Eine Woche musste Murat E. in der Universitätsklinik Köln bleiben. Auf der Isolierstation. Die Diagnose: Masern.

Von Martin Winkelheide | 12.05.2015
    Ein Mann wird gegen Masern geimpft.
    Ein Mann wird gegen Masern geimpft. (picture alliance / dpa / Lukas Schulze)
    "Murat E., ich bin 36. Mich hat es erwischt mit den Masern. Das war sehr überraschend auch für mich. Ich habe mich einfach sehr krank gefühlt. Das hat sich am Anfang angefühlt wie eine normale Grippe, mit Halsschmerzen, sehr starken Halsschmerzen, mit ein wenig Schnupfen, aber ich hab mich krank gefühlt wie noch nie in meinem Leben. Als ich eines Morgens dann - nach dem dritten Tag, glaube ich – mit Flecken im Gesicht aufgewacht bin, da bin ich doch stutzig geworden, dass das doch kein normaler Krankheitsverlauf ist. Dann habe ich es gerade noch so in die Notaufnahme geschafft, und die Ärztin dort hat sich wirklich viel Zeit genommen und mich grundversorgt. Und sie hat dann den Verdacht auf Masern geäußert, und hat mich dann hierher geschickt. Und die Ärzte hier haben das dann auch bestätigt nach einigen Bluttests. Ich wurde dann auch direkt in die Quarantäne gesteckt, war da seitdem auch – eine ganze Woche.
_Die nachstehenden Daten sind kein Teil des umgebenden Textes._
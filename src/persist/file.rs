//! Flat-file backend: one encoded record per actor under the data directory.
//!
//! Writes go through a temp file followed by an atomic rename so a crash
//! mid-write never leaves a truncated record behind.

use super::backend::StorageBackend;
use super::codec::RecordCodec;
use crate::core::{ActorId, JobsError, Result};
use crate::store::record::ProgressionRecord;
use async_trait::async_trait;
use std::collections::HashMap;
use std::fs;
use std::io::Write;
use std::path::{Path, PathBuf};

const RECORD_EXT: &str = "jfr";

pub struct FileBackend {
    dir: PathBuf,
    codec: RecordCodec,
}

impl FileBackend {
    pub fn new(dir: impl AsRef<Path>, codec: RecordCodec) -> Result<Self> {
        let dir = dir.as_ref().to_path_buf();
        fs::create_dir_all(&dir)
            .map_err(|e| JobsError::IoError(format!("create data dir: {}", e)))?;
        Ok(Self { dir, codec })
    }

    fn path_for(&self, actor: ActorId) -> PathBuf {
        self.dir.join(format!("{}.{}", actor, RECORD_EXT))
    }

    fn write_record(&self, record: &ProgressionRecord) -> Result<()> {
        let bytes = self.codec.encode(record)?;
        let mut tmp = tempfile::NamedTempFile::new_in(&self.dir)
            .map_err(|e| JobsError::IoError(format!("create temp record file: {}", e)))?;
        tmp.write_all(&bytes)
            .map_err(|e| JobsError::IoError(format!("write record: {}", e)))?;
        tmp.flush()
            .map_err(|e| JobsError::IoError(format!("flush record: {}", e)))?;
        tmp.persist(self.path_for(record.actor))
            .map_err(|e| JobsError::IoError(format!("persist record: {}", e)))?;
        Ok(())
    }

    fn read_record(&self, actor: ActorId) -> Result<Option<ProgressionRecord>> {
        let path = self.path_for(actor);
        if !path.exists() {
            return Ok(None);
        }
        let bytes =
            fs::read(&path).map_err(|e| JobsError::IoError(format!("read record: {}", e)))?;
        Ok(Some(self.codec.decode(&bytes)?))
    }

    /// List every actor with a stored record (admin cleanup / migration).
    pub fn stored_actors(&self) -> Result<Vec<ActorId>> {
        let mut actors = Vec::new();
        for entry in fs::read_dir(&self.dir)
            .map_err(|e| JobsError::IoError(format!("list data dir: {}", e)))?
        {
            let entry = entry.map_err(|e| JobsError::IoError(e.to_string()))?;
            let path = entry.path();
            if path.extension().and_then(|e| e.to_str()) != Some(RECORD_EXT) {
                continue;
            }
            if let Some(stem) = path.file_stem().and_then(|s| s.to_str())
                && let Some(actor) = ActorId::parse(stem)
            {
                actors.push(actor);
            }
        }
        Ok(actors)
    }
}

#[async_trait]
impl StorageBackend for FileBackend {
    fn name(&self) -> &'static str {
        "file"
    }

    async fn load(&self, actor: ActorId) -> Result<Option<ProgressionRecord>> {
        self.read_record(actor)
    }

    async fn store(&self, record: &ProgressionRecord) -> Result<()> {
        self.write_record(record)
    }

    async fn store_batch(&self, records: &HashMap<ActorId, ProgressionRecord>) -> Result<()> {
        // No transactional unit for flat files; write each and report the
        // first failure after attempting the rest.
        let mut first_err = None;
        for record in records.values() {
            if let Err(e) = self.write_record(record)
                && first_err.is_none()
            {
                first_err = Some(e);
            }
        }
        match first_err {
            Some(e) => Err(e),
            None => Ok(()),
        }
    }

    async fn delete(&self, actor: ActorId) -> Result<()> {
        let path = self.path_for(actor);
        if path.exists() {
            fs::remove_file(&path)
                .map_err(|e| JobsError::IoError(format!("delete record: {}", e)))?;
        }
        Ok(())
    }

    async fn health(&self) -> Result<()> {
        if self.dir.is_dir() {
            Ok(())
        } else {
            Err(JobsError::IoError(format!(
                "data dir {} is missing",
                self.dir.display()
            )))
        }
    }
}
Das heißt tatsächlich in einem speziellen Unterdruckzimmer und sehr alleine. Und ich habe die meisten Ärzte und Pflegerinnen und Pfleger immer mit Mundschutz gesehen – also höchste Sicherheitsstufe, habe ich auch so noch nicht erlebt."
    Martin Winkelheide: "Hatten Sie Fieber?"
    "Ich hatte Fieber, ziemlich stark, mit Schweißausbrüchen und dergleichen, und einfach auch totale Mattheit. Also ich konnte nicht wirklich viel. Ich wollte irgendwie auf Klo und dann bin ich dann aufgewacht auf dem Boden liegend, schweißüberströmt, lag da ausgestreckt. So schnell ging das, ich wusste gar nicht, wie das passiert ist."
    Winkelheide: "Man sieht ein bisschen an den Armen noch ... ."
    "Das sind sehr sehr dunkle Flecken, die über den ganzen Körper verteilt sind. Jetzt auch noch, obwohl ich jetzt nicht mehr ansteckend bin. Macht mir noch ein bisschen Sorge, juckt zum Glück nicht, aber es ist sehr auffallend: die Oberarme, auch auf den Oberschenkeln."
    Winkelheide: "Aber die Ärzte haben Sie beruhigen können. Es geht weg ... ."
    "Geht weg, ja. Und das Beste ist, dass es nicht juckt."
    Winkelheide: "Haben Sie eine Idee, wie Sie sich angesteckt haben?"
    "Also, ich habe einen Verdacht, das Ganze hat ja noch eine Vorgeschichte, dass meine kleine Tochter im Kinderkrankenhaus drüben lag, in der Amsterdamer Strasse. Dadurch, dass ganz viele Menschen dorthin kommen, die auch Krankheiten haben, von denen sie keine Ahnung haben, oder vielleicht auch noch nicht wissen, dass es tatsächlich Masern sind, habe ich den großen Verdacht, dass ich es mir dort bei einem Besuch auch irgendwie – wahrscheinlich nicht auf der Station, weil offiziell gibt es dort keinen Masernfall oder gab es dort nicht ... .. Aber man weiß ja nie, wer dort reingekommen ist, und das dann mitschleppt, weil es fühlt sich am Anfang an wie eine Grippe. Man hat Halsschmerzen, wundert sich nicht groß bei, hat ein bisschen Schnupfen, und fühlt sich krank, aber es ist nicht so, dass man direkt den Verdacht hat: ah, oh, ich könnte Masern haben.
    A propos anstecken: Ich habe nicht schlecht gestaunt, als ich gesehen habe in meinem Impfpass, dass ich nicht geimpft bin, auch nicht gegen Mumps und Röteln, das werde ich auch direkt schnell nachholen. Aber auch, wie viele meiner Freunde in meinem Alter das tatsächlich auch nicht sind. Viele müssen erst einmal die Mutter fragen: Hatte ich das? Bin ich geimpft? Viele müssen nachgucken, und es ist bei einigen auch rausgekommen, dass sie einfach noch nicht gegen Masern geimpft sind, so wie ich. Ich wundere mich ja auch: Ich bin hier in Deutschland groß geworden, hatte hier auch einen Kinderarzt, aber in meinem Impfausweis steht das nicht. Ich hab auch gut gestaunt, und werde das natürlich jetzt direkt nachholen."